▶ [EXERCISE DESCRIPTION]: Find each line in the records below that contains the word "filename", and copy it out.

=== Section Start ===

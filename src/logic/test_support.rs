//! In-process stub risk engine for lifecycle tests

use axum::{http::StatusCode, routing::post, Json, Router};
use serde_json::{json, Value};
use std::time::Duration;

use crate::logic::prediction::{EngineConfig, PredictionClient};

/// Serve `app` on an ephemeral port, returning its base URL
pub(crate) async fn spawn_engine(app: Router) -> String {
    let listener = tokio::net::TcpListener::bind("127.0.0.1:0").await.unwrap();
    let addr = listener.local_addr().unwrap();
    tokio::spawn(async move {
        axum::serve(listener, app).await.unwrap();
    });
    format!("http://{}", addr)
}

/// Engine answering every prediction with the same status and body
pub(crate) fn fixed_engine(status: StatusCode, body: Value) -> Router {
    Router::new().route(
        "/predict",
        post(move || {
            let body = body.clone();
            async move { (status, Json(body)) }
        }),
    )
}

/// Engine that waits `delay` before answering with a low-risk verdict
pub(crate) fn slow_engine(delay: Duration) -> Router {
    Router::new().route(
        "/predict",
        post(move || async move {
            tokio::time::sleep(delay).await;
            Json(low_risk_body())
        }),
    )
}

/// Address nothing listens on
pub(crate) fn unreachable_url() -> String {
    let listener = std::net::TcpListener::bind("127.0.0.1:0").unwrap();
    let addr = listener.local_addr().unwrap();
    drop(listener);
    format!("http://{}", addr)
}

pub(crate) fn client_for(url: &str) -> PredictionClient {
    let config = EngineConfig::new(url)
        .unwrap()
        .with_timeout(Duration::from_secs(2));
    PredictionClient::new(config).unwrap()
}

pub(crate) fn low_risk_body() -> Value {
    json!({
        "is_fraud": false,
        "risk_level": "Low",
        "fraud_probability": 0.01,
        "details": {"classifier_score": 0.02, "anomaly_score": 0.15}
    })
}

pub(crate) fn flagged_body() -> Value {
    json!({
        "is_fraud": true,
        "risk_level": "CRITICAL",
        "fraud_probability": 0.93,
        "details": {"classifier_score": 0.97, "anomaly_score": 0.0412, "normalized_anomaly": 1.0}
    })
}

=== Section End ===
=== Section Start ===

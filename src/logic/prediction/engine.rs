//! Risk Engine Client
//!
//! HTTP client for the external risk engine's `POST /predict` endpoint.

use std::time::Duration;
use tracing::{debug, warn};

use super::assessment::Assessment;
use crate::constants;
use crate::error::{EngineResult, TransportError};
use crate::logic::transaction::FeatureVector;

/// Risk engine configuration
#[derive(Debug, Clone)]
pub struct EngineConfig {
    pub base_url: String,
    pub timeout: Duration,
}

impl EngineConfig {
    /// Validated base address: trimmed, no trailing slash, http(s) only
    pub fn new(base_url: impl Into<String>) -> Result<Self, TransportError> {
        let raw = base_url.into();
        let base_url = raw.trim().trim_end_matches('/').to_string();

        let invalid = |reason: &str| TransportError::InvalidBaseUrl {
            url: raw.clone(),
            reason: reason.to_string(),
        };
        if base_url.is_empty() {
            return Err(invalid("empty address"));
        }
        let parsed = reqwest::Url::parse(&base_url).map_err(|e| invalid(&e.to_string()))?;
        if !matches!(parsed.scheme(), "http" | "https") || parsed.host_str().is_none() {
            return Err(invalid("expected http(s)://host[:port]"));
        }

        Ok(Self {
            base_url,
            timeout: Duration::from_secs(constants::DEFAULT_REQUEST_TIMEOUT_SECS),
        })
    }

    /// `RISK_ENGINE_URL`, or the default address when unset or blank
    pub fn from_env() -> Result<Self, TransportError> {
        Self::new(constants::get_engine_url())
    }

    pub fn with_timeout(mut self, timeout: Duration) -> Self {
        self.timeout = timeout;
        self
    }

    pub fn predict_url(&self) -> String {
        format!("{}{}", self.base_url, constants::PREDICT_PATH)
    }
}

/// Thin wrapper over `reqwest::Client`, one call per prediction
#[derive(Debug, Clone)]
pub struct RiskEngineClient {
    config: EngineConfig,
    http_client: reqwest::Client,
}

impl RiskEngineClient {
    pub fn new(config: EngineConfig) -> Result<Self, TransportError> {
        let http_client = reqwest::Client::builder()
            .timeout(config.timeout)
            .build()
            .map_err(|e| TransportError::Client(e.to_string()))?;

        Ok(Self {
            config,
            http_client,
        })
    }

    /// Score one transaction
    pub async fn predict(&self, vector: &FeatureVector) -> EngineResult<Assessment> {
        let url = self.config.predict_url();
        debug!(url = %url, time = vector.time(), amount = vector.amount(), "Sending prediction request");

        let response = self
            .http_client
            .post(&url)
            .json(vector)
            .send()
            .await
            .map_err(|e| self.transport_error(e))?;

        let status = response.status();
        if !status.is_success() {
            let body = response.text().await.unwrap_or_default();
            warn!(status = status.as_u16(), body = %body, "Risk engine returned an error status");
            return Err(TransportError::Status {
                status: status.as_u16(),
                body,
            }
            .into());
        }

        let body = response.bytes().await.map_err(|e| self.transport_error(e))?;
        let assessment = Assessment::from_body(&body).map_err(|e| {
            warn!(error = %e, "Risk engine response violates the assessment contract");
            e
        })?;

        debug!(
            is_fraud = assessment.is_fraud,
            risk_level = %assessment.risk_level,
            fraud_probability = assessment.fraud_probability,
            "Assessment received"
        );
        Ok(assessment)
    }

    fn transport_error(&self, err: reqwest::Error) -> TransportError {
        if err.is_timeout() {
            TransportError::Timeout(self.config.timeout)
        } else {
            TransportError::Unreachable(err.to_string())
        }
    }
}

=== Section End ===
=== Section Start ===

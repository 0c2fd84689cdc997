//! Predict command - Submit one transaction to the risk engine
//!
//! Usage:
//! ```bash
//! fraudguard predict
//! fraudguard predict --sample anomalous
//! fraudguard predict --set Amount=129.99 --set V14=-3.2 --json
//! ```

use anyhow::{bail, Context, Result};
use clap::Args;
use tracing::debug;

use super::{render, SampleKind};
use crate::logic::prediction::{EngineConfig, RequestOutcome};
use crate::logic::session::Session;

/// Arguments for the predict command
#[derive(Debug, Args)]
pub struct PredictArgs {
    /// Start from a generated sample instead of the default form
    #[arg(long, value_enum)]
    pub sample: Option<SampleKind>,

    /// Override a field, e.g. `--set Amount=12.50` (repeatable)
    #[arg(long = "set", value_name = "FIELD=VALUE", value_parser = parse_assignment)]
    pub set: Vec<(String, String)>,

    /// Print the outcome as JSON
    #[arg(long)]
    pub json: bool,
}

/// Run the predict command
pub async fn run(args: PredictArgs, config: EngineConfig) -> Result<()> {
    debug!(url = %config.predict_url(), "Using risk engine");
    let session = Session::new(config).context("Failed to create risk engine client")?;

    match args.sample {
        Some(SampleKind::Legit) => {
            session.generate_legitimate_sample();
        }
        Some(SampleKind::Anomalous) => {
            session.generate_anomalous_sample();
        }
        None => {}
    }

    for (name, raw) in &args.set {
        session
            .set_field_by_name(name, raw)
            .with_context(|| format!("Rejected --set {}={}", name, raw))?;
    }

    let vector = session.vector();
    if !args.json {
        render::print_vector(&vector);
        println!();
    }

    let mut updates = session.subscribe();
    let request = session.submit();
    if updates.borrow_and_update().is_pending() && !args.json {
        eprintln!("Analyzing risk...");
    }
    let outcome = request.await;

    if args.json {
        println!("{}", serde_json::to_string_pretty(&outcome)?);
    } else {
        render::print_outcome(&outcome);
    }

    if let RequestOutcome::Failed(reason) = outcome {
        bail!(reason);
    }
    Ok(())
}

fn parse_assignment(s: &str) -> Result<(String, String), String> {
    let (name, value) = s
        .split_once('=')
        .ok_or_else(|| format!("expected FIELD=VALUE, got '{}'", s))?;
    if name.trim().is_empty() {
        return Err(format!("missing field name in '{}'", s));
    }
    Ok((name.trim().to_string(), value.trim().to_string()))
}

=== Section End ===

▶ [RESULT]:
filename src/logic/test_support.rs
filename src/logic/prediction/engine.rs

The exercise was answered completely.